Google PageSpeed Insights checker provides reports based on real and "artificial" data. So, it's important to know what metrics to focus on to improve not only the technical side but user experience. 

In this guide, you'll find everything you need to excel in GooglePageSpeed Insights and finally take your website to the "green zone". 

Note: if you manage your store on Magento, find a ready-made solution to speed up Magento as we go on.

What is Google PageSpeed Insights?

Google PageSpeed Insights (PSI) is a free tool that analyses your website performance in terms of loading time, responsiveness and user experience on mobile and desktop devices. It uses a 0-100 store scale to give feedback on how your web application is doing:

  • Green — 90 and above — good performance
  • Yellow — 50-89 — needs improvement
  • Red — below 50 — poor performance

google page speed insights test

Pro tip: there's no need to obsess over the 100 score since it's nearly impossible to reach for all pages. It's best to focus on better user experience and relevance if you want your visitors to stick and convert.
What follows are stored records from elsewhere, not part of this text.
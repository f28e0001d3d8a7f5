//! The executable unit abstraction.
//!
//! An [`ExecutableUnit`] turns an instruction plus a context into a result
//! string, or fails. Agents implement it; the orchestrator treats it as
//! opaque and only ever looks at the text of a failure.

use std::fmt;
use std::sync::Arc;

use crate::context::Context;

/// Anything that can carry out a single workflow step.
pub trait ExecutableUnit: Send + Sync {
    /// Identity shown in workflow visualizations.
    fn name(&self) -> &str;

    /// Execute the instruction.
    ///
    /// Must return `Err` rather than a sentinel value on failure. Every error
    /// is treated as retryable by the orchestrator.
    fn execute(&self, instruction: &str, context: &Context) -> anyhow::Result<String>;
}

/// A unit shared between the workflow and whoever created it.
pub type SharedUnit = Arc<dyn ExecutableUnit>;

/// Adapts a closure into an [`ExecutableUnit`].
///
/// # Example
///
/// ```
/// use grc_flow::context::Context;
/// use grc_flow::unit::{ExecutableUnit, FnUnit};
///
/// let unit = FnUnit::new("echo", |instruction: &str, _ctx: &Context| {
///     Ok(format!("OK:{}", instruction))
/// });
/// assert_eq!(unit.execute("ping", &Context::new()).unwrap(), "OK:ping");
/// ```
pub struct FnUnit<F> {
    name: String,
    func: F,
}

impl<F> FnUnit<F>
where
    F: Fn(&str, &Context) -> anyhow::Result<String> + Send + Sync,
{
    /// Wrap a closure under the given display name.
    pub fn new(name: impl Into<String>, func: F) -> Self {
        Self {
            name: name.into(),
            func,
        }
    }
}

impl<F> ExecutableUnit for FnUnit<F>
where
    F: Fn(&str, &Context) -> anyhow::Result<String> + Send + Sync,
{
    fn name(&self) -> &str {
        &self.name
    }

    fn execute(&self, instruction: &str, context: &Context) -> anyhow::Result<String> {
        (self.func)(instruction, context)
    }
}

impl<F> fmt::Debug for FnUnit<F> {
    fn fmt(&self, f: &mut fmt::Formatter<'_>) -> fmt::Result {
        f.debug_struct("FnUnit").field("name", &self.name).finish()
    }
}
//! Dependency graph for step execution ordering.

use std::collections::{BTreeMap, BTreeSet};

use crate::error::{FlowError, Result};

/// Represents the dependency relationships between steps.
///
/// Dependencies on names that are not part of the graph are kept aside as
/// unresolved; they do not constrain ordering.
#[derive(Debug, Clone)]
pub struct DependencyGraph {
    /// Map of step name to its registered direct dependencies.
    dependencies: BTreeMap<String, BTreeSet<String>>,
    /// Map of step name to steps that depend on it.
    dependents: BTreeMap<String, BTreeSet<String>>,
    /// Map of step name to dependencies that are not in the graph.
    unresolved: BTreeMap<String, BTreeSet<String>>,
}

impl DependencyGraph {
    /// Create a new dependency graph builder.
    pub fn builder() -> DependencyGraphBuilder {
        DependencyGraphBuilder::new()
    }

    /// Get the direct dependencies of a step.
    pub fn dependencies_of(&self, step: &str) -> Option<&BTreeSet<String>> {
        self.dependencies.get(step)
    }

    /// Get steps that depend on the given step.
    pub fn dependents_of(&self, step: &str) -> Option<&BTreeSet<String>> {
        self.dependents.get(step)
    }

    /// Dependencies of a step that name no step in the graph.
    pub fn unresolved_of(&self, step: &str) -> Option<&BTreeSet<String>> {
        self.unresolved.get(step)
    }

    /// Check if a step exists in the graph.
    pub fn contains(&self, step: &str) -> bool {
        self.dependencies.contains_key(step)
    }

    /// Iterate over all step names in lexicographic order.
    pub fn steps(&self) -> impl Iterator<Item = &String> {
        self.dependencies.keys()
    }

    /// Get the number of steps in the graph.
    pub fn len(&self) -> usize {
        self.dependencies.len()
    }

    /// Check if the graph is empty.
    pub fn is_empty(&self) -> bool {
        self.dependencies.is_empty()
    }

    /// Returns steps in topological order (dependencies before dependents).
    ///
    /// Ties between ready steps are broken lexicographically, so identical
    /// graphs always produce the same order. A step depending on itself is a
    /// cycle.
    ///
    /// Returns [`FlowError::CyclicDependency`] if a cycle is detected.
    pub fn topological_order(&self) -> Result<Vec<String>> {
        let mut in_degree: BTreeMap<&str, usize> = self
            .dependencies
            .iter()
            .map(|(step, deps)| (step.as_str(), deps.len()))
            .collect();

        let mut ready: BTreeSet<&str> = in_degree
            .iter()
            .filter(|(_, &degree)| degree == 0)
            .map(|(&step, _)| step)
            .collect();

        let mut result = Vec::with_capacity(self.len());

        while let Some(step) = ready.pop_first() {
            result.push(step.to_string());

            if let Some(dependents) = self.dependents.get(step) {
                for dependent in dependents {
                    if let Some(degree) = in_degree.get_mut(dependent.as_str()) {
                        *degree -= 1;
                        if *degree == 0 {
                            ready.insert(dependent.as_str());
                        }
                    }
                }
            }
        }

        if result.len() != self.len() {
            return Err(FlowError::CyclicDependency);
        }

        Ok(result)
    }

    /// Find a cycle in the graph, returning the path if one exists.
    pub fn find_cycle(&self) -> Option<Vec<String>> {
        #[derive(Clone, Copy, PartialEq)]
        enum State {
            Unvisited,
            Visiting,
            Visited,
        }

        fn dfs<'a>(
            node: &'a str,
            graph: &'a DependencyGraph,
            state: &mut BTreeMap<&'a str, State>,
            path: &mut Vec<String>,
        ) -> Option<Vec<String>> {
            state.insert(node, State::Visiting);
            path.push(node.to_string());

            if let Some(deps) = graph.dependencies.get(node) {
                for dep in deps {
                    match state.get(dep.as_str()) {
                        Some(State::Visiting) => {
                            let cycle_start = path.iter().position(|s| s == dep)?;
                            let mut cycle: Vec<String> = path[cycle_start..].to_vec();
                            cycle.push(dep.clone());
                            return Some(cycle);
                        }
                        Some(State::Unvisited) | None => {
                            if let Some(cycle) = dfs(dep, graph, state, path) {
                                return Some(cycle);
                            }
                        }
                        Some(State::Visited) => {}
                    }
                }
            }

            path.pop();
            state.insert(node, State::Visited);
            None
        }

        let mut state: BTreeMap<&str, State> = self
            .dependencies
            .keys()
            .map(|s| (s.as_str(), State::Unvisited))
            .collect();
        let mut path: Vec<String> = Vec::new();

        for step in self.dependencies.keys() {
            if state.get(step.as_str()) == Some(&State::Unvisited) {
                if let Some(cycle) = dfs(step, self, &mut state, &mut path) {
                    return Some(cycle);
                }
            }
        }

        None
    }
}

/// Builder for constructing a DependencyGraph.
#[derive(Debug, Default)]
pub struct DependencyGraphBuilder {
    declared: BTreeMap<String, Vec<String>>,
}

impl DependencyGraphBuilder {
    /// Create a new builder.
    pub fn new() -> Self {
        Self::default()
    }

    /// Add a step with its dependencies.
    pub fn add_step<I, S>(mut self, name: impl Into<String>, depends_on: I) -> Self
    where
        I: IntoIterator<Item = S>,
        S: Into<String>,
    {
        self.declared
            .entry(name.into())
            .or_default()
            .extend(depends_on.into_iter().map(Into::into));
        self
    }

    /// Build the dependency graph.
    ///
    /// Duplicate dependency entries collapse to one edge. Dependencies on
    /// unknown steps are recorded as unresolved instead of failing.
    pub fn build(self) -> DependencyGraph {
        let mut dependencies: BTreeMap<String, BTreeSet<String>> = BTreeMap::new();
        let mut dependents: BTreeMap<String, BTreeSet<String>> = BTreeMap::new();
        let mut unresolved: BTreeMap<String, BTreeSet<String>> = BTreeMap::new();

        for step in self.declared.keys() {
            dependencies.insert(step.clone(), BTreeSet::new());
            dependents.insert(step.clone(), BTreeSet::new());
        }

        for (step, deps) in &self.declared {
            for dep in deps {
                if self.declared.contains_key(dep) {
                    dependencies
                        .entry(step.clone())
                        .or_default()
                        .insert(dep.clone());
                    dependents
                        .entry(dep.clone())
                        .or_default()
                        .insert(step.clone());
                } else {
                    unresolved
                        .entry(step.clone())
                        .or_default()
                        .insert(dep.clone());
                }
            }
        }

        DependencyGraph {
            dependencies,
            dependents,
            unresolved,
        }
    }
}

#[cfg(test)]
mod tests {
    use super::*;

    fn none() -> Vec<String> {
        Vec::new()
    }

    #[test]
    fn builder_creates_empty_graph() {
        let graph = DependencyGraph::builder().build();
        assert!(graph.is_empty());
    }

    #[test]
    fn builder_tracks_dependents() {
        let graph = DependencyGraph::builder()
            .add_step("step1", none())
            .add_step("step2", ["step1"])
            .add_step("step3", ["step1"])
            .build();

        let dependents = graph.dependents_of("step1").unwrap();
        assert!(dependents.contains("step2"));
        assert!(dependents.contains("step3"));
        assert!(graph.dependencies_of("step2").unwrap().contains("step1"));
    }

    #[test]
    fn builder_keeps_unknown_dependency_aside() {
        let graph = DependencyGraph::builder()
            .add_step("step1", ["nonexistent"])
            .build();

        assert!(graph.dependencies_of("step1").unwrap().is_empty());
        assert!(graph.unresolved_of("step1").unwrap().contains("nonexistent"));
        assert_eq!(graph.topological_order().unwrap(), vec!["step1"]);
    }

    #[test]
    fn duplicate_dependencies_collapse() {
        let graph = DependencyGraph::builder()
            .add_step("a", none())
            .add_step("b", ["a", "a"])
            .build();

        assert_eq!(graph.dependencies_of("b").unwrap().len(), 1);
        assert_eq!(graph.topological_order().unwrap(), vec!["a", "b"]);
    }

    #[test]
    fn topo_sort_empty_graph() {
        let graph = DependencyGraph::builder().build();
        assert!(graph.topological_order().unwrap().is_empty());
    }

    #[test]
    fn topo_sort_linear_chain() {
        let graph = DependencyGraph::builder()
            .add_step("step1", none())
            .add_step("step2", ["step1"])
            .add_step("step3", ["step2"])
            .build();

        assert_eq!(
            graph.topological_order().unwrap(),
            vec!["step1", "step2", "step3"]
        );
    }

    #[test]
    fn topo_sort_breaks_ties_lexicographically() {
        let graph = DependencyGraph::builder()
            .add_step("b", none())
            .add_step("a", none())
            .add_step("c", none())
            .build();

        assert_eq!(graph.topological_order().unwrap(), vec!["a", "b", "c"]);
    }

    #[test]
    fn topo_sort_prefers_smallest_ready_name() {
        // "z" becomes ready before "m" is popped; "m" must still come first.
        let graph = DependencyGraph::builder()
            .add_step("a", none())
            .add_step("z", ["a"])
            .add_step("m", none())
            .build();

        assert_eq!(graph.topological_order().unwrap(), vec!["a", "m", "z"]);
    }

    #[test]
    fn topo_sort_diamond_dependency() {
        let graph = DependencyGraph::builder()
            .add_step("d", ["b", "c"])
            .add_step("c", ["a"])
            .add_step("b", ["a"])
            .add_step("a", none())
            .build();

        assert_eq!(graph.topological_order().unwrap(), vec!["a", "b", "c", "d"]);
    }

    #[test]
    fn topo_sort_detects_simple_cycle() {
        let graph = DependencyGraph::builder()
            .add_step("a", ["b"])
            .add_step("b", ["a"])
            .build();

        assert!(matches!(
            graph.topological_order(),
            Err(FlowError::CyclicDependency)
        ));
    }

    #[test]
    fn topo_sort_detects_self_loop() {
        let graph = DependencyGraph::builder()
            .add_step("a", ["a"])
            .add_step("b", none())
            .build();

        assert!(graph.topological_order().is_err());
    }

    #[test]
    fn no_cycle_returns_none() {
        let graph = DependencyGraph::builder()
            .add_step("a", none())
            .add_step("b", ["a"])
            .build();

        assert!(graph.find_cycle().is_none());
    }

    #[test]
    fn simple_cycle_returns_path() {
        let graph = DependencyGraph::builder()
            .add_step("a", ["b"])
            .add_step("b", ["a"])
            .build();

        let path = graph.find_cycle().unwrap();
        assert!(path.len() >= 2);
        assert_eq!(path.first(), path.last());
    }

    #[test]
    fn longer_cycle_returns_full_path() {
        let graph = DependencyGraph::builder()
            .add_step("a", ["c"])
            .add_step("b", ["a"])
            .add_step("c", ["b"])
            .build();

        let path = graph.find_cycle().unwrap();
        assert!(path.contains(&"a".to_string()));
        assert!(path.contains(&"b".to_string()));
        assert!(path.contains(&"c".to_string()));
    }

    #[test]
    fn self_cycle_detected() {
        let graph = DependencyGraph::builder().add_step("a", ["a"]).build();
        assert_eq!(graph.find_cycle().unwrap(), vec!["a", "a"]);
    }
}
Google PageSpeed Insights uses free speed audits to assess your website performance and quality. Thus, it provides reports based on different types of data:

  • Lab data — collected in a controlled environment by Lighthouse. It shows how artificially defined or "fake" users may interact with your website. While good for debugging purposes this data doesn't show real-life user experience. 
  • Field data — extracted from Chrome User Experience report and shows how real users interact with your website. However, it includes fewer metrics.

Note: since PSI shows you data only from one user session and includes aggregate data, it shouldn't be the only performance testing tool to use. 

Does Google Pages Speed Insights Store Affect SEO?

Although website speed is a known ranking factor, it's not like Google runs your website through PSI to rank you. It's the user experience that matters the most.

If your website performs badly, people abandon it. And if people leave, it signals to Google that your website is not relevant enough to be at the top SERP positions. Leave alone revenue losses and poor page view scores this could lead to.

So, improving website speed definitely has a positive impact on your SEO performance. However, it's important to know what to improve to make that impact. 

Google PageSpeed Insight Metrics

Google made the PageSpeed Insights test very simple. All you need to do is to go to Google PageSpeed Insights, enter your URL and hit Analyze. Then wait a few seconds or minutes, depending on the complexity of the page or internet connection, and view the reports.

Mobile vs Desktop

Once the report is ready you'll land on the mobile view first (if you have a mobile version of a website). However, you can easily switch to a desktop to see the same metrics.

Note: mobile devices have device-specific CSS rules and slower processors. So, it's totally fine if your mobile score is lower than on your desktop.

Core Web Vitals

The Core Web Vitals (CWV) are the metrics that measure how user-friendly your website is based on visual stability, loading time, and interactivity (of the last 28 days). You can either pass (passed) or fail (failed) this assessment, based on the threshold breakdown of each metric in percentages (%). 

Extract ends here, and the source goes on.